■ **Description of the task**:
Each line of the data below that holds the word "PromiseCompleter" is to be reported in full.

■ **Source material**:
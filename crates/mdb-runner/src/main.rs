//! # mdb-runner
//!
//! Hosts a native feed runtime isolate for the lifetime of the process.
//!
//! Loads a JSON configuration file, creates the isolate (from a shared
//! library or the in-process loopback runtime), mirrors the configured system
//! properties into it, and drains the runtime's callback executor until
//! Ctrl+C.
//!
//! # Usage
//!
//! ```bash
//! mdb-runner config.json --log-level info
//! mdb-runner config.json --loopback --print-properties
//! ```

use std::path::PathBuf;

use anyhow::{Context, Result};
use clap::Parser;
use mdb_bridge::loopback::Loopback;
use mdb_bridge::{Executor, ExecutorPump, Isolate, SystemProperties};
use mdb_core::config::AppConfig;
use mdb_core::logging::{LogOptions, init_logging};
use tracing::{error, info, warn};

/// Native feed runtime host.
#[derive(Parser)]
#[command(name = "mdb-runner", about = "Native feed runtime host")]
struct Cli {
    /// Configuration file path (JSON).
    config: PathBuf,

    /// Log level (trace, debug, info, warn, error).
    #[arg(short, long, default_value = "info")]
    log_level: String,

    /// Optional log directory for file output. Overrides `bridge.log_path`.
    #[arg(long)]
    log_dir: Option<String>,

    /// Use the in-process loopback runtime instead of `runtime.library_path`.
    #[arg(long)]
    loopback: bool,

    /// Read every configured property back from the runtime and print it.
    #[arg(long)]
    print_properties: bool,
}

/// Keeps the loopback control surface alive next to its isolate.
enum Runtime {
    Library(Isolate),
    Loopback(Loopback),
}

impl Runtime {
    fn start(config: &AppConfig) -> Result<Self> {
        if config.runtime.loopback {
            return Ok(Self::Loopback(Loopback::start()?));
        }
        let path = config
            .runtime
            .library_path
            .as_deref()
            .context("runtime.library_path is not set")?;
        let isolate = Isolate::load(path)
            .with_context(|| format!("loading {}", path.display()))?;
        Ok(Self::Library(isolate))
    }

    fn isolate(&self) -> &Isolate {
        match self {
            Self::Library(isolate) => isolate,
            Self::Loopback(lb) => lb.isolate(),
        }
    }
}

#[tokio::main]
async fn main() -> Result<()> {
    let cli = Cli::parse();

    // 1. Load configuration and apply CLI overrides
    let mut config = mdb_core::config::read_config(&cli.config)?;
    if cli.loopback {
        config.runtime.loopback = true;
    }
    config.validate()?;

    // 2. Initialize logging
    let module_name = config.module_name();
    let log_dir = cli.log_dir.clone().or_else(|| config.log_path());
    init_logging(&LogOptions {
        level: &cli.log_level,
        dir: log_dir.as_deref(),
        file_prefix: &module_name,
        json: config.log_json(),
    });
    info!(
        "{module_name} starting, config={}, log_level={}",
        cli.config.display(),
        cli.log_level
    );

    // 3. Create the isolate
    let runtime = Runtime::start(&config)?;
    let isolate = runtime.isolate();
    info!("isolate {} ready", isolate.id());

    // 4. Mirror system properties
    let properties = SystemProperties::new(isolate);
    properties.set_properties(&config.system_properties)?;
    let applied = config.system_properties.len();
    info!("{applied} system properties applied");
    if cli.print_properties {
        for key in config.system_properties.keys() {
            match properties.get_property(key)? {
                Some(value) => println!("{key}={value}"),
                None => println!("{key} (unset)"),
            }
        }
    }

    // 5. Start the executor pump
    let pump = match &config.executor {
        Some(exec) => {
            let executor = Executor::new(isolate)?;
            let interval = exec.pump_interval();
            info!(
                "executor pump every {interval:?} (cpu_affinity={:?})",
                exec.cpu_affinity
            );
            Some(ExecutorPump::start(executor, interval, exec.cpu_affinity))
        }
        None => {
            warn!("no executor configured, callbacks will not be drained");
            None
        }
    };

    info!("running, press Ctrl+C to stop");

    // 6. Wait for shutdown signal
    tokio::signal::ctrl_c().await?;
    info!("shutdown signal received");

    // 7. Stop the pump and release the executor
    if let Some(pump) = pump {
        match pump.stop() {
            Some(executor) => {
                if let Err(e) = executor.close() {
                    error!("error releasing executor: {e}");
                }
            }
            None => error!("executor pump exited abnormally"),
        }
    }

    info!("stopped, goodbye");
    Ok(())
}
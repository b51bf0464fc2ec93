//! In-process implementation of the native runtime ABI.
//!
//! [`Loopback::start`] creates an [`Isolate`] over `extern "C"` functions
//! implemented in Rust, with the same contracts a loaded runtime library
//! honours: per-thread pending exceptions, runtime-owned allocations released
//! through the release entry points, promises with a single-shot listener and
//! queued executors. It backs the crate's tests and the runner's `--loopback`
//! mode.
//!
//! The loopback also counts native calls and live runtime objects so callers
//! can assert on call counts and leaks.

mod executor;
mod promise;
mod runtime;

use std::sync::{Arc, Mutex, MutexGuard, PoisonError};

use mdb_core::types::Symbol;
use mdb_core::{BridgeError, NativeException, Result};
use tracing::info;

pub use executor::{Task, TaskQueue};
pub use promise::PromiseCompleter;

use self::executor::executor_cell;
use self::promise::PromiseCell;
use self::runtime::Runtime;
use crate::executor::Executor;
use crate::ffi::{NativeApi, NativePromise};
use crate::handle::{NativeHandle, NativeSymbol};
use crate::isolate::Isolate;
use crate::promise::Promise;
use crate::symbol_codec::encode_symbol;

fn lock<T>(mutex: &Mutex<T>) -> MutexGuard<'_, T> {
    mutex.lock().unwrap_or_else(PoisonError::into_inner)
}

/// Function table of the loopback runtime.
pub fn api() -> NativeApi {
    NativeApi {
        isolate_create: runtime::isolate_create,
        thread_attach: runtime::thread_attach,
        thread_detach: runtime::thread_detach,
        exception_take: runtime::exception_take,
        exception_release: runtime::exception_release,
        string_release: runtime::string_release,
        property_set: runtime::property_set,
        property_get: runtime::property_get,
        symbol_release: runtime::symbol_release,
        event_release: runtime::event_release,
        event_list_release: runtime::event_list_release,
        promise_is_done: promise::promise_is_done,
        promise_has_result: promise::promise_has_result,
        promise_has_exception: promise::promise_has_exception,
        promise_is_cancelled: promise::promise_is_cancelled,
        promise_result: promise::promise_result,
        promise_results: promise::promise_results,
        promise_exception: promise::promise_exception,
        promise_on_done: promise::promise_on_done,
        promise_cancel: promise::promise_cancel,
        promise_release: promise::promise_release,
        executor_new: executor::executor_new,
        executor_process_pending: executor::executor_process_pending,
        executor_release: executor::executor_release,
    }
}

/// A loopback isolate plus Rust-side control over its runtime.
pub struct Loopback {
    isolate: Isolate,
    runtime: Arc<Runtime>,
}

impl Loopback {
    pub fn start() -> Result<Self> {
        let isolate = Isolate::create(api(), None)?;
        // SAFETY: the isolate was created by the loopback isolate_create.
        let runtime = unsafe { Runtime::from_isolate(isolate.raw()) };
        info!(isolate = isolate.id(), "loopback runtime started");
        Ok(Self { isolate, runtime })
    }

    pub fn isolate(&self) -> &Isolate {
        &self.isolate
    }

    /// Native entry point calls made so far, from any thread.
    pub fn native_calls(&self) -> u64 {
        self.runtime.native_calls()
    }

    /// Runtime-owned objects allocated and not yet released.
    pub fn live_objects(&self) -> usize {
        self.runtime.live_objects()
    }

    /// Thread tokens issued by this runtime and not yet detached.
    pub fn attached_threads(&self) -> usize {
        self.runtime.attached_threads()
    }

    /// Create a pending runtime promise and the handle that completes it.
    pub fn new_promise(&self) -> Result<(Promise, PromiseCompleter)> {
        let cell = Arc::new(PromiseCell::new());
        let raw = Arc::into_raw(cell.clone()) as *mut NativePromise;
        self.runtime.allocated();
        let ctx = self.isolate.current_thread()?;
        let promise = Promise::from_raw(&ctx, raw)?;
        Ok((promise, PromiseCompleter::new(cell)))
    }

    /// Queue of an executor created on this loopback isolate.
    pub fn task_queue(&self, executor: &Executor) -> Result<TaskQueue> {
        if executor.isolate().id() != self.isolate.id() {
            return Err(BridgeError::InvalidHandle(
                "executor belongs to another isolate".into(),
            ));
        }
        // SAFETY: executors of this isolate are loopback ExecutorCells.
        let cell = unsafe { executor_cell(executor.raw()?, "task_queue") }
            .map_err(BridgeError::NativeCallFailure)?;
        Ok(cell.queue.clone())
    }

    /// Enqueue a callback for the next drain of `executor`.
    pub fn submit(
        &self,
        executor: &Executor,
        task: impl FnOnce() -> std::result::Result<(), NativeException> + Send + 'static,
    ) -> Result<()> {
        self.task_queue(executor)?.push(task);
        Ok(())
    }

    /// A runtime-owned copy of `symbol`, as the runtime hands back symbols.
    pub fn native_symbol(&self, symbol: &Symbol) -> Result<NativeSymbol> {
        let raw = encode_symbol(symbol)?.into_raw();
        self.runtime.allocated();
        let ctx = self.isolate.current_thread()?;
        NativeHandle::adopt(&ctx, raw)
    }
}

impl std::fmt::Debug for Loopback {
    fn fmt(&self, f: &mut std::fmt::Formatter<'_>) -> std::fmt::Result {
        f.debug_struct("Loopback")
            .field("isolate", &self.isolate)
            .field("native_calls", &self.native_calls())
            .field("live_objects", &self.live_objects())
            .field("attached_threads", &self.attached_threads())
            .finish()
    }
}
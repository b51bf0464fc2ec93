//! Error bridge: native statuses and pending exceptions → [`BridgeError`].
//!
//! Every native entry point reports failure either with a negative status or
//! with a null pointer, and leaves an exception pending on the calling thread.
//! The checks here take that exception, copy it into a [`NativeException`],
//! release the native record and return the error, so no native error state
//! leaks into the next call. Successful calls cost no extra native call.

use std::ffi::c_int;

use mdb_core::{BridgeError, NativeException, Result};
use tracing::{trace, warn};

use crate::cstr;
use crate::ffi::ExceptionRecord;
use crate::isolate::ThreadContext;

impl ThreadContext<'_> {
    /// Take and clear the pending native exception, if any.
    pub fn take_exception(&self) -> Option<NativeException> {
        let api = self.api();
        // SAFETY: the token belongs to the calling thread.
        let record = unsafe { (api.exception_take)(self.raw()) };
        if record.is_null() {
            return None;
        }
        let exception = self.adopt_exception(record);
        trace!(class = %exception.class_name, "took pending native exception");
        Some(exception)
    }

    /// Copy a runtime-owned exception record and release it.
    pub(crate) fn adopt_exception(&self, record: *mut ExceptionRecord) -> NativeException {
        let api = self.api();
        // SAFETY: non-null exception records hold NUL-terminated strings or null.
        let exception = unsafe {
            let r = &*record;
            NativeException::new(
                cstr::read_lossy(r.class_name),
                cstr::read_lossy(r.message),
                cstr::read_lossy(r.stack_trace),
            )
        };
        // SAFETY: the record is runtime-owned and released once.
        let status = unsafe { (api.exception_release)(self.raw(), record) };
        if status < 0 {
            warn!("failed to release exception record (status {status})");
        }
        exception
    }

    /// Check a status-returning call. Non-negative statuses pass through.
    pub fn check_status(&self, status: c_int) -> Result<c_int> {
        if status >= 0 {
            return Ok(status);
        }
        let exception = self.take_exception().unwrap_or_else(|| {
            let message = format!("call failed with status {status}, no exception pending");
            NativeException::new("NativeStatus", message, "")
        });
        Err(BridgeError::NativeCallFailure(exception))
    }

    /// Check a status-returning boolean query (`0` / `1`).
    pub fn check_flag(&self, status: c_int) -> Result<bool> {
        self.check_status(status).map(|s| s != 0)
    }

    /// Check a pointer-returning call whose result is required.
    ///
    /// Null with a pending exception is a native failure; null without one is
    /// reported as an invalid handle for `what`.
    pub fn check_ptr<T>(&self, ptr: *mut T, what: &str) -> Result<*mut T> {
        if !ptr.is_null() {
            return Ok(ptr);
        }
        match self.take_exception() {
            Some(exception) => Err(BridgeError::NativeCallFailure(exception)),
            None => Err(BridgeError::InvalidHandle(format!(
                "runtime returned null {what}"
            ))),
        }
    }

    /// Check a pointer-returning call where null without an exception means
    /// "absent".
    pub fn check_nullable<T>(&self, ptr: *mut T) -> Result<Option<*mut T>> {
        if !ptr.is_null() {
            return Ok(Some(ptr));
        }
        match self.take_exception() {
            Some(exception) => Err(BridgeError::NativeCallFailure(exception)),
            None => Ok(None),
        }
    }
}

■ **Output of the exercise**:
pub use promise::PromiseCompleter;
    pub fn new_promise(&self) -> Result<(Promise, PromiseCompleter)> {
        Ok((promise, PromiseCompleter::new(cell)))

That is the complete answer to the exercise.